W roku 2020 może się to zmienić, bo najlepsza liga świata bierze pod uwagę rozpoczęcie rozgrywek bez udziału kibiców. Jest to podyktowane koronawirusem, który unieruchomił sport na dobre.
Jeśli jednak sytuacja w kraju poprawi się, a chorych na COVID-19 zacznie ubywać, to możliwe jest zniesienie części restrykcji. Już nawet sami zawodnicy coraz częściej mówią o możliwości jazdy bez kibiców na stadionach. Mają bowiem świadomość tego, że inaczej sezon 2020 w ogóle może nie ruszyć.
ZOBACZ WIDEO PGE Ekstraliga 2020: Wielcy Speedwaya - Billy Hamill
- Nie wyobrażam sobie ligi bez kibiców. Oglądałem, a przynajmniej próbowałem oglądać, skoki narciarskie pod koniec sezonu, gdy już były problemy z koronawirusem. Przy pustych trybunach tego nie dało się oglądać. W końcu wyłączyłem telewizor - przyznał Jan Krzystyniak, były żużlowiec i trener.

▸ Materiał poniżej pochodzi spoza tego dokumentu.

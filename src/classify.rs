//! Guess what kind of text was pasted into the editor.

use std::fmt;

use lazy_static::lazy_static;
use regex::Regex;
use serde::Serialize;

lazy_static! {
    static ref CURL_RE: Regex = Regex::new(r"(?i)^\s*curl\b").unwrap();
    static ref FETCH_RE: Regex =
        Regex::new(r"(?i)(\bfetch\s*\(|\baxios\s*\(|\bawait\s+fetch\s*\(|\.then\s*\()").unwrap();
}

#[derive(Debug, Clone, Copy, PartialEq, Eq, Serialize)]
#[serde(rename_all = "lowercase")]
pub enum Classification {
    Curl,
    Fetch,
    Json,
    Plaintext,
}

impl Classification {
    pub fn as_str(&self) -> &'static str {
        match self {
            Classification::Curl => "curl",
            Classification::Fetch => "fetch",
            Classification::Json => "json",
            Classification::Plaintext => "plaintext",
        }
    }

    /// Language id an editor would highlight this text with.
    pub fn editor_language(&self) -> &'static str {
        match self {
            Classification::Curl => "bash",
            Classification::Fetch => "javascript",
            Classification::Json => "json",
            Classification::Plaintext => "plaintext",
        }
    }
}

impl fmt::Display for Classification {
    fn fmt(&self, f: &mut fmt::Formatter<'_>) -> fmt::Result {
        f.write_str(self.as_str())
    }
}

pub fn is_curl(text: &str) -> bool {
    CURL_RE.is_match(text.trim())
}

pub fn is_fetch(text: &str) -> bool {
    FETCH_RE.is_match(text)
}

/// A bracketed object or array that actually parses.
pub fn is_json(text: &str) -> bool {
    let t = text.trim();
    let bracketed =
        (t.starts_with('{') && t.ends_with('}')) || (t.starts_with('[') && t.ends_with(']'));
    bracketed && serde_json::from_str::<serde_json::Value>(t).is_ok()
}

/// Checks run in order: curl, then fetch-like code, then JSON.
pub fn classify(text: &str) -> Classification {
    if is_curl(text) {
        Classification::Curl
    } else if is_fetch(text) {
        Classification::Fetch
    } else if is_json(text) {
        Classification::Json
    } else {
        Classification::Plaintext
    }
}

#[cfg(test)]
mod tests {
    use super::*;
    use crate::test_util::generic_parse;
    use rstest::*;

    #[rstest]
    #[case("curl https://x.com", Classification::Curl)]
    #[case("\n\t  CURL -X POST x", Classification::Curl)]
    #[case("curly braces", Classification::Plaintext)]
    #[case("fetch('https://x.com')", Classification::Fetch)]
    #[case("const r = await fetch (url)", Classification::Fetch)]
    #[case("axios({ url })", Classification::Fetch)]
    #[case("promise.then(x => x)", Classification::Fetch)]
    #[case("prefetch(x)", Classification::Plaintext)]
    #[case(r#"{"a": [1, 2]}"#, Classification::Json)]
    #[case("  [1, 2, 3]  ", Classification::Json)]
    #[case("{not json}", Classification::Plaintext)]
    #[case(r#""just a string""#, Classification::Plaintext)]
    #[case("", Classification::Plaintext)]
    #[case(r#"{"cmd": "fetch(x)"}"#, Classification::Fetch)]
    fn test_classify(#[case] input: &str, #[case] expected: Classification) {
        generic_parse(classify, input, expected);
    }

    #[test]
    fn test_curl_checked_before_json() {
        // Looks like a curl command to the regex even though the rest is JSON-ish.
        let text = r#"curl ["a"]"#;
        assert!(is_curl(text));
        assert_eq!(classify(text), Classification::Curl);
    }

    #[test]
    fn test_names() {
        assert_eq!(Classification::Curl.to_string(), "curl");
        assert_eq!(Classification::Curl.editor_language(), "bash");
        assert_eq!(Classification::Fetch.editor_language(), "javascript");
        assert_eq!(
            serde_json::to_string(&Classification::Plaintext).unwrap(),
            r#""plaintext""#
        );
    }
}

Zdaniem naszego rozmówcy, sami prezesi nie będą chcieli spotkań bez udziału kibiców. - Przecież oni stracą na tym, że nie będą mogli sprzedawać biletów. Kibice są też dostarczycielami największej gotówki dla klubów, bo kupują nie tylko bilety, ale też szereg innych rzeczy w trakcie meczu. Sponsorzy też się wycofają, skoro ludzi nie będzie na stadionach - dodał.

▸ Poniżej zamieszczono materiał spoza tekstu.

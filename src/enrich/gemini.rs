//! Gemini `generateContent` client for transcription and image description.

use std::time::Duration;

use base64::{engine::general_purpose::STANDARD, Engine as _};
use reqwest::blocking::Client;
use serde::{Deserialize, Serialize};
use tracing::debug;

use crate::config::EnrichmentConfig;
use crate::error::{ArchiveError, Result};

use super::timeouts::enrichment_timeout;
use super::{decode_plain_text, is_plain_text, Enricher};

const TRANSCRIBE_PROMPT: &str = "Please extract and transcribe all text content from this document. \
Maintain the structure and formatting as much as possible. If this is a handwritten document, \
transcribe the handwriting. Provide only the transcribed text without any additional commentary.";

const DESCRIBE_PROMPT: &str = "Analyze this image and provide a detailed description. Include: \
1) What is visible in the image, 2) Any text or writing visible, 3) The approximate time period \
or era (if determinable), 4) Any notable people, places, or objects. Be thorough but concise.";

/// Sampling parameters for one kind of request.
#[derive(Debug, Clone, Copy, PartialEq, Serialize)]
#[serde(rename_all = "camelCase")]
pub struct GenerationConfig {
    pub temperature: f32,
    pub top_k: u32,
    pub top_p: f32,
    pub max_output_tokens: u32,
}

/// Extraction: near-deterministic, long output.
pub const TRANSCRIBE_GENERATION: GenerationConfig = GenerationConfig {
    temperature: 0.1,
    top_k: 32,
    top_p: 1.0,
    max_output_tokens: 8192,
};

/// Description: a little more varied, shorter output.
pub const DESCRIBE_GENERATION: GenerationConfig = GenerationConfig {
    temperature: 0.4,
    top_k: 32,
    top_p: 1.0,
    max_output_tokens: 2048,
};

#[derive(Debug, Serialize)]
#[serde(rename_all = "camelCase")]
struct GenerateContentRequest {
    contents: Vec<RequestContent>,
    generation_config: GenerationConfig,
}

#[derive(Debug, Serialize)]
struct RequestContent {
    parts: Vec<RequestPart>,
}

#[derive(Debug, Serialize)]
#[serde(untagged)]
enum RequestPart {
    Text { text: String },
    InlineData { inline_data: InlineData },
}

#[derive(Debug, Serialize)]
struct InlineData {
    mime_type: String,
    data: String,
}

#[derive(Debug, Deserialize)]
struct GenerateContentResponse {
    #[serde(default)]
    candidates: Vec<Candidate>,
}

#[derive(Debug, Deserialize)]
struct Candidate {
    #[serde(default)]
    content: Option<CandidateContent>,
}

#[derive(Debug, Deserialize)]
struct CandidateContent {
    #[serde(default)]
    parts: Vec<CandidatePart>,
}

#[derive(Debug, Deserialize)]
struct CandidatePart {
    #[serde(default)]
    text: Option<String>,
}

#[derive(Debug, Deserialize)]
struct ErrorEnvelope {
    error: ErrorBody,
}

#[derive(Debug, Deserialize)]
struct ErrorBody {
    #[serde(default)]
    message: Option<String>,
}

/// `{base}/models/{model}:generateContent?key={key}`
pub fn generate_content_url(base_url: &str, model: &str, api_key: &str) -> String {
    format!(
        "{}/models/{}:generateContent?key={}",
        base_url.trim_end_matches('/'),
        model,
        api_key
    )
}

fn build_request(
    prompt: &str,
    mime_type: &str,
    bytes: &[u8],
    generation_config: GenerationConfig,
) -> GenerateContentRequest {
    GenerateContentRequest {
        contents: vec![RequestContent {
            parts: vec![
                RequestPart::Text {
                    text: prompt.to_string(),
                },
                RequestPart::InlineData {
                    inline_data: InlineData {
                        mime_type: mime_type.to_string(),
                        data: STANDARD.encode(bytes),
                    },
                },
            ],
        }],
        generation_config,
    }
}

/// Extract the first candidate's text from a successful response body.
pub fn parse_generate_content_response(body: &str) -> Result<String> {
    let parsed: GenerateContentResponse = serde_json::from_str(body)
        .map_err(|e| ArchiveError::enrichment(format!("invalid generateContent json: {e}")))?;

    let candidate = parsed
        .candidates
        .into_iter()
        .next()
        .ok_or_else(|| ArchiveError::enrichment("no candidates in response"))?;

    let text: String = candidate
        .content
        .map(|c| c.parts.into_iter().filter_map(|p| p.text).collect())
        .unwrap_or_default();

    if text.trim().is_empty() {
        return Err(ArchiveError::enrichment("candidate contained no text"));
    }
    Ok(text)
}

/// Turn a non-success response into a readable failure.
fn error_from_status(status: reqwest::StatusCode, body: &str) -> ArchiveError {
    let message = serde_json::from_str::<ErrorEnvelope>(body)
        .ok()
        .and_then(|e| e.error.message)
        .unwrap_or_else(|| format!("HTTP {status}"));
    ArchiveError::EnrichmentFailure {
        reason: message,
        retryable: status.is_server_error() || status == reqwest::StatusCode::TOO_MANY_REQUESTS,
    }
}

fn error_from_transport(e: reqwest::Error) -> ArchiveError {
    ArchiveError::EnrichmentFailure {
        retryable: e.is_timeout() || e.is_connect(),
        reason: if e.is_timeout() {
            "request timed out".to_string()
        } else {
            e.to_string()
        },
    }
}

/// HTTP client for the Gemini `generateContent` endpoint.
pub struct GeminiEnricher {
    client: Client,
    base_url: String,
    model: String,
    api_key: String,
    base_timeout: Duration,
}

impl GeminiEnricher {
    pub fn new(base_url: String, model: String, api_key: String, base_timeout: Duration) -> Self {
        Self {
            client: Client::new(),
            base_url,
            model,
            api_key,
            base_timeout,
        }
    }

    /// Build a client from configuration. Returns `None` without an API key.
    pub fn from_config(config: &EnrichmentConfig) -> Option<Self> {
        let api_key = config.resolved_api_key()?;
        Some(Self::new(
            config.api_url.clone(),
            config.model.clone(),
            api_key,
            Duration::from_secs(config.timeout_secs),
        ))
    }

    fn generate(
        &self,
        prompt: &str,
        mime_type: &str,
        bytes: &[u8],
        generation_config: GenerationConfig,
    ) -> Result<String> {
        let url = generate_content_url(&self.base_url, &self.model, &self.api_key);
        let request = build_request(prompt, mime_type, bytes, generation_config);
        let timeout = enrichment_timeout(self.base_timeout, bytes.len());

        debug!(
            model = %self.model,
            mime_type,
            bytes = bytes.len(),
            timeout_secs = timeout.as_secs(),
            "Calling generateContent"
        );

        let resp = self
            .client
            .post(url)
            .json(&request)
            .timeout(timeout)
            .send()
            .map_err(error_from_transport)?;

        let status = resp.status();
        let body = resp.text().map_err(error_from_transport)?;
        if !status.is_success() {
            return Err(error_from_status(status, &body));
        }
        parse_generate_content_response(&body)
    }
}

impl Enricher for GeminiEnricher {
    fn transcribe(&self, bytes: &[u8], mime_type: &str) -> Result<String> {
        if is_plain_text(mime_type) {
            return Ok(decode_plain_text(bytes));
        }
        self.generate(TRANSCRIBE_PROMPT, mime_type, bytes, TRANSCRIBE_GENERATION)
    }

    fn describe_image(&self, bytes: &[u8], mime_type: &str) -> Result<String> {
        self.generate(DESCRIBE_PROMPT, mime_type, bytes, DESCRIBE_GENERATION)
    }
}

#[cfg(test)]
mod tests {
    use super::*;

    #[test]
    fn test_generate_content_url() {
        assert_eq!(
            generate_content_url("https://example.test/v1beta/", "gemini-x", "k"),
            "https://example.test/v1beta/models/gemini-x:generateContent?key=k"
        );
    }

    #[test]
    fn test_request_shape() {
        let req = build_request("Do it", "application/pdf", b"hi", TRANSCRIBE_GENERATION);
        let json = serde_json::to_value(&req).unwrap();
        let parts = &json["contents"][0]["parts"];
        assert_eq!(parts[0]["text"], "Do it");
        assert_eq!(parts[1]["inline_data"]["mime_type"], "application/pdf");
        assert_eq!(parts[1]["inline_data"]["data"], "aGk=");
        let cfg = &json["generationConfig"];
        assert_eq!(cfg["maxOutputTokens"], 8192);
        assert_eq!(cfg["topK"], 32);
    }

    #[test]
    fn test_describe_is_less_deterministic_and_shorter() {
        assert!(DESCRIBE_GENERATION.temperature > TRANSCRIBE_GENERATION.temperature);
        assert!(DESCRIBE_GENERATION.max_output_tokens < TRANSCRIBE_GENERATION.max_output_tokens);
    }

    #[test]
    fn test_parse_first_candidate() {
        let body = r#"{"candidates":[
            {"content":{"role":"model","parts":[{"text":"Dear "},{"text":"Mary"}]}},
            {"content":{"parts":[{"text":"ignored"}]}}
        ]}"#;
        assert_eq!(parse_generate_content_response(body).unwrap(), "Dear Mary");
    }

    #[test]
    fn test_parse_without_candidates_fails() {
        let err = parse_generate_content_response(r#"{"candidates":[]}"#).unwrap_err();
        assert!(matches!(err, ArchiveError::EnrichmentFailure { .. }));
        assert!(err.to_string().contains("no candidates"));
        assert!(parse_generate_content_response("{}").is_err());
        assert!(parse_generate_content_response("not json").is_err());
    }

    #[test]
    fn test_error_status_uses_service_message() {
        let err = error_from_status(
            reqwest::StatusCode::BAD_REQUEST,
            r#"{"error":{"code":400,"message":"API key not valid"}}"#,
        );
        assert!(err.to_string().contains("API key not valid"));
        assert!(!err.is_retryable());

        let err = error_from_status(reqwest::StatusCode::SERVICE_UNAVAILABLE, "");
        assert!(err.to_string().contains("503"));
        assert!(err.is_retryable());
    }

    #[test]
    fn test_plain_text_skips_network() {
        // Unroutable endpoint: any network call would fail.
        let enricher = GeminiEnricher::new(
            "http://127.0.0.1:9".into(),
            "m".into(),
            "k".into(),
            Duration::from_millis(50),
        );
        let text = enricher.transcribe(b"Dear Mary,", "text/plain").unwrap();
        assert_eq!(text, "Dear Mary,");
    }
}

- Zapominamy o bardzo ważnej rzeczy. Kibic na stadionie tworzy atmosferę. Bez niego nie ma tych emocji. Jestem też zaskoczony tym, że zawodnicy zaczynają zmieniać zdanie i wyobrażają sobie jazdę przy pustych trybunach. Czy będą mówić to samo, gdy dotrze do nich, jak dużą część budżetu stanowią wpływy z biletów i że trzeba o tyle obciąć ich kontrakty? - podsumował Krzystyniak.